EXCERPTED DATA: Begin

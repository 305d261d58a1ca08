//! Chat-model interaction: page transcription and grounded answers.
//!
//! Every call goes through [`call_with_retry`], which bounds each attempt with
//! a timeout, retries transient failures and refuses empty output. Prompt
//! wording lives in [`crate::prompts`].
//!
//! ## Retry Strategy
//!
//! Local model servers stall while loading weights and hosted APIs answer
//! 429/503 under load. Exponential backoff (`retry_backoff_ms * 2^(attempt-1)`)
//! with 500 ms base and 3 retries waits 500 ms → 1 s → 2 s.

use crate::error::ModelCallError;
use crate::pipeline::encode::encode_page;
use crate::pipeline::render::RenderedPage;
use crate::prompts::TRANSCRIPTION_PROMPT;
use async_trait::async_trait;
use edgequake_llm::{ChatMessage, CompletionOptions, LLMProvider};
use std::future::Future;
use std::sync::Arc;
use std::time::Instant;
use tokio::time::{sleep, timeout, Duration};
use tracing::{debug, warn};

/// Timeout and retry settings applied to each model call.
#[derive(Debug, Clone, Copy, PartialEq, Eq)]
pub struct CallPolicy {
    /// Upper bound on a single attempt.
    pub timeout: Duration,
    /// Extra attempts after the first one.
    pub max_retries: u32,
    /// Delay before the first retry; doubles after each one.
    pub retry_backoff_ms: u64,
}

impl Default for CallPolicy {
    fn default() -> Self {
        Self {
            timeout: Duration::from_secs(60),
            max_retries: 3,
            retry_backoff_ms: 500,
        }
    }
}

/// Output of a model call that can be checked for emptiness.
pub trait ModelOutput {
    fn is_blank(&self) -> bool;
}

impl ModelOutput for String {
    fn is_blank(&self) -> bool {
        self.trim().is_empty()
    }
}

impl ModelOutput for Vec<f32> {
    fn is_blank(&self) -> bool {
        self.is_empty()
    }
}

/// Run `call` under `policy` until it yields a non-blank output.
///
/// `call` returns the raw output or the provider's error message. Blank
/// outputs count as failed attempts; when every attempt fails the error of
/// the last one is returned.
pub async fn call_with_retry<T, F, Fut>(
    policy: &CallPolicy,
    label: &str,
    mut call: F,
) -> Result<T, ModelCallError>
where
    T: ModelOutput,
    F: FnMut() -> Fut,
    Fut: Future<Output = Result<T, String>>,
{
    let mut last_err = ModelCallError::EmptyResponse;

    for attempt in 0..=policy.max_retries {
        if attempt > 0 {
            let backoff = policy.retry_backoff_ms * 2u64.pow(attempt - 1);
            warn!(
                "{}: retry {}/{} after {}ms",
                label, attempt, policy.max_retries, backoff
            );
            sleep(Duration::from_millis(backoff)).await;
        }

        last_err = match timeout(policy.timeout, call()).await {
            Ok(Ok(out)) if !out.is_blank() => return Ok(out),
            Ok(Ok(_)) => {
                warn!("{}: attempt {} returned an empty response", label, attempt + 1);
                ModelCallError::EmptyResponse
            }
            Ok(Err(detail)) => {
                warn!("{}: attempt {} failed: {}", label, attempt + 1, detail);
                ModelCallError::Failed {
                    attempts: attempt + 1,
                    detail,
                }
            }
            Err(_) => {
                warn!(
                    "{}: attempt {} timed out after {:?}",
                    label,
                    attempt + 1,
                    policy.timeout
                );
                ModelCallError::Timeout {
                    secs: policy.timeout.as_secs(),
                }
            }
        };
    }

    Err(last_err)
}

/// Build `CompletionOptions` for a chat call.
pub fn build_options(temperature: f32, max_tokens: usize) -> CompletionOptions {
    CompletionOptions {
        temperature: Some(temperature),
        max_tokens: Some(max_tokens),
        ..Default::default()
    }
}

/// Page image → transcribed text.
#[async_trait]
pub trait Transcriber: Send + Sync {
    async fn transcribe(&self, page: &RenderedPage) -> Result<String, ModelCallError>;
}

/// (system instruction, user message) → answer text.
#[async_trait]
pub trait Generator: Send + Sync {
    async fn generate(&self, system: &str, user: &str) -> Result<String, ModelCallError>;
}

/// Transcribes pages with a vision-capable chat model.
///
/// The request is a single user turn carrying the instruction text and the
/// page PNG; no system turn is sent.
pub struct VisionTranscriber {
    provider: Arc<dyn LLMProvider>,
    prompt: String,
    temperature: f32,
    max_tokens: usize,
    policy: CallPolicy,
}

impl VisionTranscriber {
    pub fn new(provider: Arc<dyn LLMProvider>, policy: CallPolicy) -> Self {
        Self {
            provider,
            prompt: TRANSCRIPTION_PROMPT.to_string(),
            temperature: 0.1,
            max_tokens: 4096,
            policy,
        }
    }

    pub fn with_prompt(mut self, prompt: impl Into<String>) -> Self {
        self.prompt = prompt.into();
        self
    }

    pub fn with_sampling(mut self, temperature: f32, max_tokens: usize) -> Self {
        self.temperature = temperature;
        self.max_tokens = max_tokens;
        self
    }
}

#[async_trait]
impl Transcriber for VisionTranscriber {
    async fn transcribe(&self, page: &RenderedPage) -> Result<String, ModelCallError> {
        let image = encode_page(&page.image)
            .map_err(|e| ModelCallError::ImageEncoding(e.to_string()))?;

        let messages = vec![ChatMessage::user_with_images(&self.prompt, vec![image])];
        let options = build_options(self.temperature, self.max_tokens);
        let label = format!("Page {}", page.page_index);

        let provider = &self.provider;
        let messages = &messages;
        let options = &options;
        let start = Instant::now();

        let text = call_with_retry(&self.policy, &label, || async move {
            provider
                .chat(messages, Some(options))
                .await
                .map(|response| {
                    debug!(
                        "Page {}: {} input tokens, {} output tokens",
                        page.page_index, response.prompt_tokens, response.completion_tokens
                    );
                    response.content
                })
                .map_err(|e| e.to_string())
        })
        .await?;

        debug!(
            "Page {}: transcribed {} chars in {:?}",
            page.page_index,
            text.len(),
            start.elapsed()
        );
        Ok(text)
    }
}

/// Answers questions with a text chat model.
pub struct ChatGenerator {
    provider: Arc<dyn LLMProvider>,
    temperature: f32,
    max_tokens: usize,
    policy: CallPolicy,
}

impl ChatGenerator {
    pub fn new(provider: Arc<dyn LLMProvider>, policy: CallPolicy) -> Self {
        Self {
            provider,
            temperature: 0.1,
            max_tokens: 4096,
            policy,
        }
    }

    pub fn with_sampling(mut self, temperature: f32, max_tokens: usize) -> Self {
        self.temperature = temperature;
        self.max_tokens = max_tokens;
        self
    }
}

#[async_trait]
impl Generator for ChatGenerator {
    async fn generate(&self, system: &str, user: &str) -> Result<String, ModelCallError> {
        let messages = vec![ChatMessage::system(system), ChatMessage::user(user)];
        let options = build_options(self.temperature, self.max_tokens);

        let provider = &self.provider;
        let messages = &messages;
        let options = &options;

        call_with_retry(&self.policy, "Answer", || async move {
            provider
                .chat(messages, Some(options))
                .await
                .map(|response| {
                    debug!(
                        "Answer: {} input tokens, {} output tokens",
                        response.prompt_tokens, response.completion_tokens
                    );
                    response.content
                })
                .map_err(|e| e.to_string())
        })
        .await
    }
}
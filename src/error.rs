//! Error types for the edgequake-pdf-rag library.
//!
//! Three layers, from the outside in:
//!
//! * [`RagError`]: **fatal** for the current request. An ingest batch or a
//!   query cannot complete. Every variant names the stage that failed so the
//!   caller can tell a bad upload from a sick model server.
//!
//! * [`ModelCallError`]: what went wrong talking to a model (timeout,
//!   exhausted retries, empty answer). Carried as the `#[source]` of the
//!   model-stage variants of [`RagError`].
//!
//! * [`crate::index::IndexError`]: vector-store faults, converted with `?`.
//!
//! Ingestion stages everything before it commits, so any `Err` returned from
//! an ingest call means the index and the snapshot were left untouched.

use crate::index::IndexError;
use std::path::PathBuf;
use thiserror::Error;

/// All fatal errors returned by the edgequake-pdf-rag library.
#[derive(Debug, Error)]
pub enum RagError {
    // ── Input errors ──────────────────────────────────────────────────────
    /// The request itself is unusable (empty batch, blank question, …).
    #[error("Invalid input: {0}")]
    InvalidInput(String),

    /// The uploaded bytes are not a readable PDF.
    #[error("Could not parse PDF '{filename}': {detail}")]
    DocumentParse { filename: String, detail: String },

    // ── Model errors ──────────────────────────────────────────────────────
    /// The vision model could not transcribe a page.
    #[error("Transcription failed for '{filename}' page {page}: {source}")]
    Transcription {
        filename: String,
        page: usize,
        #[source]
        source: ModelCallError,
    },

    /// A transcribed page could not be embedded during ingestion.
    #[error("Embedding failed for '{filename}' page {page}: {source}")]
    Embedding {
        filename: String,
        page: usize,
        #[source]
        source: ModelCallError,
    },

    /// The question could not be embedded for retrieval.
    #[error("Retrieval failed: {source}")]
    Retrieval {
        #[source]
        source: ModelCallError,
    },

    /// The text model could not produce an answer.
    #[error("Answer generation failed: {source}")]
    Generation {
        #[source]
        source: ModelCallError,
    },

    // ── Store errors ──────────────────────────────────────────────────────
    /// The vector index rejected an operation.
    #[error("Vector index error: {0}")]
    Index(#[from] IndexError),

    /// The transcription snapshot could not be written.
    #[error("Failed to write transcription snapshot '{path}': {source}")]
    SnapshotWrite {
        path: PathBuf,
        #[source]
        source: std::io::Error,
    },

    /// The transcription snapshot exists but could not be read back.
    #[error("Failed to read transcription snapshot '{path}': {detail}")]
    SnapshotRead { path: PathBuf, detail: String },

    // ── Setup errors ──────────────────────────────────────────────────────
    /// The configured provider is not initialised (missing API key, unknown name…).
    #[error("LLM provider '{provider}' is not configured.\n{hint}")]
    ProviderNotConfigured { provider: String, hint: String },

    /// Could not bind to a pdfium library.
    #[error(
        "Failed to bind to pdfium library: {0}\n\n\
Install pdfium (https://github.com/bblanchon/pdfium-binaries) and either put it\n\
on the system library path or set PDFIUM_LIB_PATH=/path/to/libpdfium.\n"
    )]
    PdfiumBindingFailed(String),

    /// Builder validation failed.
    #[error("Invalid configuration: {0}")]
    InvalidConfig(String),

    // ── Catch-all ─────────────────────────────────────────────────────────
    /// Unexpected internal error.
    #[error("Internal error: {0}")]
    Internal(String),
}

impl RagError {
    /// `true` when the caller sent something unusable and retrying the same
    /// request cannot succeed; `false` for upstream or internal faults.
    pub fn is_client_error(&self) -> bool {
        matches!(
            self,
            RagError::InvalidInput(_) | RagError::DocumentParse { .. }
        )
    }

    /// `true` when a model server (OCR, embedding or generation) failed.
    pub fn is_upstream_error(&self) -> bool {
        matches!(
            self,
            RagError::Transcription { .. }
                | RagError::Embedding { .. }
                | RagError::Retrieval { .. }
                | RagError::Generation { .. }
        )
    }
}

/// A failed call to one of the models.
#[derive(Debug, Clone, Error, PartialEq, Eq)]
pub enum ModelCallError {
    /// Every attempt hit the per-call timeout.
    #[error("model call timed out after {secs}s")]
    Timeout { secs: u64 },

    /// The provider returned an error on every attempt.
    #[error("model call failed after {attempts} attempt(s): {detail}")]
    Failed { attempts: u32, detail: String },

    /// The provider answered, but with nothing usable.
    #[error("model returned an empty response")]
    EmptyResponse,

    /// The page image could not be encoded for the request.
    #[error("page image encoding failed: {0}")]
    ImageEncoding(String),
}
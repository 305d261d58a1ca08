//! Progress-callback trait for ingest events.
//!
//! Inject an [`Arc<dyn IngestProgressCallback>`] via
//! [`crate::config::RagConfigBuilder::progress_callback`] to follow a batch as
//! it is rasterised, transcribed and embedded. The CLI uses it to drive a
//! terminal progress bar; a server could forward the same events to a socket.
//!
//! # Example
//!
//! ```rust
//! use edgequake_pdf_rag::{IngestProgressCallback, RagConfig};
//! use std::sync::{Arc, atomic::{AtomicUsize, Ordering}};
//!
//! struct PageCounter(AtomicUsize);
//!
//! impl IngestProgressCallback for PageCounter {
//!     fn on_page_transcribed(&self, filename: &str, page_index: usize, total: usize, _len: usize) {
//!         self.0.fetch_add(1, Ordering::SeqCst);
//!         eprintln!("{filename}: page {}/{}", page_index + 1, total);
//!     }
//! }
//!
//! let config = RagConfig::builder()
//!     .progress_callback(Arc::new(PageCounter(AtomicUsize::new(0))))
//!     .build()
//!     .unwrap();
//! ```

use std::sync::Arc;

/// Called by the ingestion pipeline as it works through a batch.
///
/// All methods default to no-ops. With `page_concurrency > 1`,
/// `on_page_transcribed` may fire from several tasks at once and out of page
/// order, so implementations must synchronise shared state.
pub trait IngestProgressCallback: Send + Sync {
    /// Called once before the first document is opened.
    fn on_batch_start(&self, documents: usize) {
        let _ = documents;
    }

    /// Called after a document has been rasterised.
    ///
    /// # Arguments
    /// * `filename`: the document's grouping key
    /// * `pages`: page count of the document
    fn on_document_start(&self, filename: &str, pages: usize) {
        let _ = (filename, pages);
    }

    /// Called when a page's transcription comes back from the vision model.
    ///
    /// # Arguments
    /// * `page_index`: 0-based page index
    /// * `total`: pages in this document
    /// * `text_len`: byte length of the transcription
    fn on_page_transcribed(&self, filename: &str, page_index: usize, total: usize, text_len: usize) {
        let _ = (filename, page_index, total, text_len);
    }

    /// Called when every page of a document has been transcribed and embedded.
    fn on_document_complete(&self, filename: &str, pages: usize) {
        let _ = (filename, pages);
    }

    /// Called once after the batch has been committed.
    fn on_batch_complete(&self, documents: usize, pages: usize) {
        let _ = (documents, pages);
    }

    /// Called instead of `on_batch_complete` when the batch is abandoned.
    /// Nothing from the batch was committed.
    fn on_batch_failed(&self, error: &str) {
        let _ = error;
    }
}

/// A no-op implementation for callers that don't need progress events.
pub struct NoopProgressCallback;

impl IngestProgressCallback for NoopProgressCallback {}

/// Convenience alias matching the type stored in [`crate::config::RagConfig`].
pub type ProgressCallback = Arc<dyn IngestProgressCallback>;

#[cfg(test)]
mod tests {
    use super::*;
    use std::sync::atomic::{AtomicUsize, Ordering};

    #[derive(Default)]
    struct TrackingCallback {
        documents: AtomicUsize,
        pages: AtomicUsize,
        completed_pages: AtomicUsize,
    }

    impl IngestProgressCallback for TrackingCallback {
        fn on_document_start(&self, _filename: &str, _pages: usize) {
            self.documents.fetch_add(1, Ordering::SeqCst);
        }

        fn on_page_transcribed(&self, _f: &str, _i: usize, _t: usize, _len: usize) {
            self.pages.fetch_add(1, Ordering::SeqCst);
        }

        fn on_batch_complete(&self, _documents: usize, pages: usize) {
            self.completed_pages.store(pages, Ordering::SeqCst);
        }
    }

    #[test]
    fn noop_callback_does_not_panic() {
        let cb = NoopProgressCallback;
        cb.on_batch_start(2);
        cb.on_document_start("a.pdf", 3);
        cb.on_page_transcribed("a.pdf", 0, 3, 42);
        cb.on_document_complete("a.pdf", 3);
        cb.on_batch_complete(2, 3);
        cb.on_batch_failed("boom");
    }

    #[test]
    fn tracking_callback_receives_events() {
        let tracker = TrackingCallback::default();
        tracker.on_document_start("a.pdf", 2);
        tracker.on_page_transcribed("a.pdf", 0, 2, 10);
        tracker.on_page_transcribed("a.pdf", 1, 2, 12);
        tracker.on_batch_complete(1, 2);

        assert_eq!(tracker.documents.load(Ordering::SeqCst), 1);
        assert_eq!(tracker.pages.load(Ordering::SeqCst), 2);
        assert_eq!(tracker.completed_pages.load(Ordering::SeqCst), 2);
    }

    #[test]
    fn arc_dyn_callback_works() {
        let cb: ProgressCallback = Arc::new(NoopProgressCallback);
        cb.on_batch_start(1);
    }
}
//! Prompts sent to the vision and text models.
//!
//! Every prompt lives here so the wording can be inspected by unit tests
//! without a model server. The transcription prompt can be overridden via
//! [`crate::config::RagConfig::transcription_prompt`]; the grounding prompt is
//! fixed because answers must only ever come from retrieved context.

/// Instruction sent with every page image, in the same user turn.
pub const TRANSCRIPTION_PROMPT: &str = "Your task is to transcribe all visible text from the provided image with accuracy and completeness. Follow these guidelines:\n\n1. **Text Extraction**: Identify and transcribe all text present in the image, including printed, handwritten, or stylized text, while preserving the structure and order in which it appears.\n\n2. **Formatting Consistency**: Maintain the original formatting, such as line breaks, bullet points, or numbered lists, where applicable.\n\n3. **Clarity**: Ensure the transcription is clear and does not contain errors or omissions.\n\n4. **Handle Unclear Text**: For text that is unclear, illegible, or partially obscured, indicate this explicitly using placeholders (e.g., '[illegible]').\n\n5. **Exclude Non-Text Elements**: Focus solely on text; do not describe images, graphics, or non-textual elements unless explicitly requested.\n\n6. **Professional Tone**: Ensure the transcription is neutral and professionally formatted, ready for further use or review.";

/// System turn for answer generation.
pub const GROUNDING_SYSTEM_PROMPT: &str = "You are a helpful assistant answering questions about a resume. Use only the information from the resume to answer questions.";

/// Build the user turn carrying the retrieved context and the question.
///
/// The layout is part of the external model contract and must not change:
/// `Resume content: {context}\n\nQuestion: {query}`.
pub fn grounded_user_message(context: &str, query: &str) -> String {
    format!("Resume content: {}\n\nQuestion: {}", context, query)
}

#[cfg(test)]
mod tests {
    use super::*;

    #[test]
    fn transcription_prompt_asks_for_illegible_markers() {
        assert!(TRANSCRIPTION_PROMPT.contains("[illegible]"));
        assert!(TRANSCRIPTION_PROMPT.contains("do not describe images"));
    }

    #[test]
    fn user_message_layout() {
        let msg = grounded_user_message("Name: Jane Doe", "What is the candidate's name?");
        assert_eq!(
            msg,
            "Resume content: Name: Jane Doe\n\nQuestion: What is the candidate's name?"
        );
    }

    #[test]
    fn user_message_with_empty_context() {
        assert_eq!(grounded_user_message("", "q"), "Resume content: \n\nQuestion: q");
    }
}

EXCERPTED DATA: End

* EXERCISE DIRECTIONS *
One number makes up the answer: the number of lines among the entries that include the word "Duration".

* TASK RESULT *
4